HR担当者向けチェックリスト|短期滞在者免税の実務確認

出張者をアメリカへ派遣する際に、短期滞在者免税が適用できるかを判断するための確認項目です。

滞在日数の確認

  • いかなる12か月間でも 183日以内 であるか?
  • 入国日・出国日・休日も含めて正しくカウントしているか?

給与負担の確認

  • 給与は 日本本社からのみ支払われているか?
  • アメリカ子会社や現地法人が一部でも負担していないか?
  • 出張手当・日当・現地支給経費の有無を確認しているか?

雇用関係の確認

  • 出張中も雇用契約は日本本社にあり続けているか?
  • 現地法人との雇用契約を新たに締結していないか?

業務内容の確認

  • 出張目的はプロジェクト支援や会議参加など一時的なものか?
  • アメリカ子会社の通常業務に組み込まれていないか?

記録・証拠の準備

  • 渡航日程や旅程表を社内で一元管理しているか?
  • 給与の負担元を示す書類を保存しているか?

まとめ|駐在員・出張者の税務リスクを防ぐために

赤沢大臣のような政治家は租税条約で保護されていますが、普通の会社員Aさんが同じスケジュールで渡米していたら、アメリカの税務申告義務が発生する可能性があります。

特に注意すべきは「給与や費用の負担元」です。
滞在日数が183日以内であっても、アメリカ法人が給与や出張費を負担していると免税の対象外となり、米国課税が発生します。

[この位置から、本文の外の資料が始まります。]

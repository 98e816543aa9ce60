//! CRUD operations for [`Teacher`] records.

use chrono::Utc;
use tracing::info;

use edunova_shared::{RecordStatus, Subject, TeacherId};

use crate::error::{Result, StoreError};
use crate::models::Teacher;

/// The in-memory teacher roster.  Records keep insertion order; deletion
/// is a soft-delete so the raw count never shrinks.
#[derive(Debug, Default, Clone)]
pub struct TeacherRoster {
    records: Vec<Teacher>,
}

impl TeacherRoster {
    pub fn new() -> Self {
        Self::default()
    }

    // ------------------------------------------------------------------
    // Create
    // ------------------------------------------------------------------

    /// Add a teacher.  Fails if an active record already uses the email;
    /// on failure the roster is left untouched.
    pub fn add(
        &mut self,
        name: String,
        subject: Subject,
        contact: String,
        email: String,
    ) -> Result<TeacherId> {
        if self.find_active_by_email(&email).is_some() {
            return Err(StoreError::DuplicateTeacher { email });
        }

        let teacher = Teacher {
            id: TeacherId::new(),
            name,
            subject,
            contact,
            email,
            status: RecordStatus::Active,
            added_at: Utc::now(),
            updated_at: None,
            deactivated_at: None,
        };
        let id = teacher.id;
        info!(teacher_id = %id, email = %teacher.email, "Teacher added");
        self.records.push(teacher);
        Ok(id)
    }

    // ------------------------------------------------------------------
    // Read
    // ------------------------------------------------------------------

    /// Active record with this email, if any.
    pub fn find_active_by_email(&self, email: &str) -> Option<&Teacher> {
        self.records
            .iter()
            .find(|t| t.status.is_active() && t.email == email)
    }

    /// All records, any status, in insertion order.
    pub fn iter(&self) -> impl Iterator<Item = &Teacher> {
        self.records.iter()
    }

    /// Active records only, in insertion order.
    pub fn active(&self) -> impl Iterator<Item = &Teacher> {
        self.records.iter().filter(|t| t.status.is_active())
    }

    /// Raw record count, including deactivated records.
    pub fn len(&self) -> usize {
        self.records.len()
    }

    pub fn is_empty(&self) -> bool {
        self.records.is_empty()
    }

    // ------------------------------------------------------------------
    // Update
    // ------------------------------------------------------------------

    /// Replace the mutable fields of the active record keyed by email.
    pub fn update_by_email(
        &mut self,
        email: &str,
        name: String,
        subject: Subject,
        contact: String,
    ) -> Result<TeacherId> {
        let teacher = self
            .records
            .iter_mut()
            .find(|t| t.status.is_active() && t.email == email)
            .ok_or(StoreError::NotFound)?;

        teacher.name = name;
        teacher.subject = subject;
        teacher.contact = contact;
        teacher.updated_at = Some(Utc::now());
        info!(teacher_id = %teacher.id, email = %email, "Teacher updated");
        Ok(teacher.id)
    }

    // ------------------------------------------------------------------
    // Soft-delete
    // ------------------------------------------------------------------

    /// Mark a record inactive.  Ordering of the remaining records is
    /// unaffected.
    pub fn deactivate(&mut self, id: TeacherId) -> Result<()> {
        let teacher = self
            .records
            .iter_mut()
            .find(|t| t.id == id && t.status.is_active())
            .ok_or(StoreError::NotFound)?;
        teacher.status = RecordStatus::Inactive;
        teacher.deactivated_at = Some(Utc::now());
        info!(teacher_id = %id, "Teacher deactivated");
        Ok(())
    }
}

#[cfg(test)]
mod tests {
    use super::*;

    fn roster_with_one() -> (TeacherRoster, TeacherId) {
        let mut roster = TeacherRoster::new();
        let id = roster
            .add(
                "A. Perera".into(),
                Subject::Mathematics,
                "0712345678".into(),
                "perera@school.edu".into(),
            )
            .unwrap();
        (roster, id)
    }

    #[test]
    fn test_duplicate_email_rejected() {
        let (mut roster, _) = roster_with_one();
        let err = roster
            .add(
                "B. Perera".into(),
                Subject::Science,
                "0787654321".into(),
                "perera@school.edu".into(),
            )
            .unwrap_err();
        assert!(matches!(err, StoreError::DuplicateTeacher { .. }));
        assert_eq!(roster.len(), 1);
    }

    #[test]
    fn test_deactivate_hides_from_active_but_keeps_raw_count() {
        let (mut roster, id) = roster_with_one();
        roster
            .add(
                "C. Silva".into(),
                Subject::English,
                "0700000000".into(),
                "silva@school.edu".into(),
            )
            .unwrap();

        roster.deactivate(id).unwrap();

        assert_eq!(roster.active().count(), 1);
        assert_eq!(roster.len(), 2);
        // ordering of the survivors is unchanged
        assert_eq!(roster.iter().nth(1).unwrap().email, "silva@school.edu");
    }

    #[test]
    fn test_email_reusable_after_deactivation() {
        let (mut roster, id) = roster_with_one();
        roster.deactivate(id).unwrap();
        assert!(roster
            .add(
                "A. Perera".into(),
                Subject::Mathematics,
                "0712345678".into(),
                "perera@school.edu".into(),
            )
            .is_ok());
    }

    #[test]
    fn test_update_missing_email_not_found() {
        let (mut roster, _) = roster_with_one();
        let err = roster
            .update_by_email(
                "nobody@school.edu",
                "X".into(),
                Subject::Art,
                "0711111111".into(),
            )
            .unwrap_err();
        assert_eq!(err, StoreError::NotFound);
    }

    #[test]
    fn test_update_sets_timestamp() {
        let (mut roster, _) = roster_with_one();
        roster
            .update_by_email(
                "perera@school.edu",
                "A. Perera".into(),
                Subject::Physics,
                "0712345678".into(),
            )
            .unwrap();
        let teacher = roster.find_active_by_email("perera@school.edu").unwrap();
        assert_eq!(teacher.subject, Subject::Physics);
        assert!(teacher.updated_at.is_some());
    }
}
//! The public materials wizard: pick a subject, then a grade, then the
//! kind of resource, and land on the materials page for that combination.

use serde::{Deserialize, Serialize};

use edunova_shared::{Grade, ResourceKind, Route, Subject};

/// Which panel of the wizard is showing.
#[derive(Debug, Clone, Copy, Default, PartialEq, Eq, Serialize, Deserialize)]
pub enum WizardStep {
    #[default]
    Subjects,
    Grades,
    Resources,
}

/// Selection state of the wizard.  Going back a step discards the
/// deeper selections so a stale grade never leaks into a new subject.
#[derive(Debug, Clone, Default)]
pub struct Wizard {
    step: WizardStep,
    subject: Option<Subject>,
    grade: Option<Grade>,
}

impl Wizard {
    pub fn new() -> Self {
        Self::default()
    }

    pub fn step(&self) -> WizardStep {
        self.step
    }

    pub fn subject(&self) -> Option<Subject> {
        self.subject
    }

    pub fn grade(&self) -> Option<Grade> {
        self.grade
    }

    pub fn choose_subject(&mut self, subject: Subject) {
        self.subject = Some(subject);
        self.grade = None;
        self.step = WizardStep::Grades;
    }

    pub fn choose_grade(&mut self, grade: Grade) {
        if self.subject.is_some() {
            self.grade = Some(grade);
            self.step = WizardStep::Resources;
        }
    }

    /// Final step: resolve the selection to the materials page.
    /// `None` until both a subject and a grade are picked.
    pub fn choose_resource(&self, resource: ResourceKind) -> Option<Route> {
        Some(Route::Materials {
            subject: self.subject?,
            grade: self.grade?,
            resource,
        })
    }

    pub fn back_to_subjects(&mut self) {
        self.step = WizardStep::Subjects;
        self.subject = None;
        self.grade = None;
    }

    pub fn back_to_grades(&mut self) {
        if self.subject.is_some() {
            self.step = WizardStep::Grades;
            self.grade = None;
        }
    }
}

出張や駐在の多い方、または企業の人事・経理担当者は、この「短期滞在者免税」のルールをきちんと理解しておくことが大切です。

国際税務は“日数カウントゲーム”のように思われがちですが、実際は「誰が給与を払っているか」「どの期間を区切って考えるか」といった落とし穴が潜んでいます。

不安な場合は、専門家に相談するのが一番確実です。


✈️ 最後に一言。
ファーストクラスで移動しても課税関係は変わりませんので、安心してご搭乗ください(笑)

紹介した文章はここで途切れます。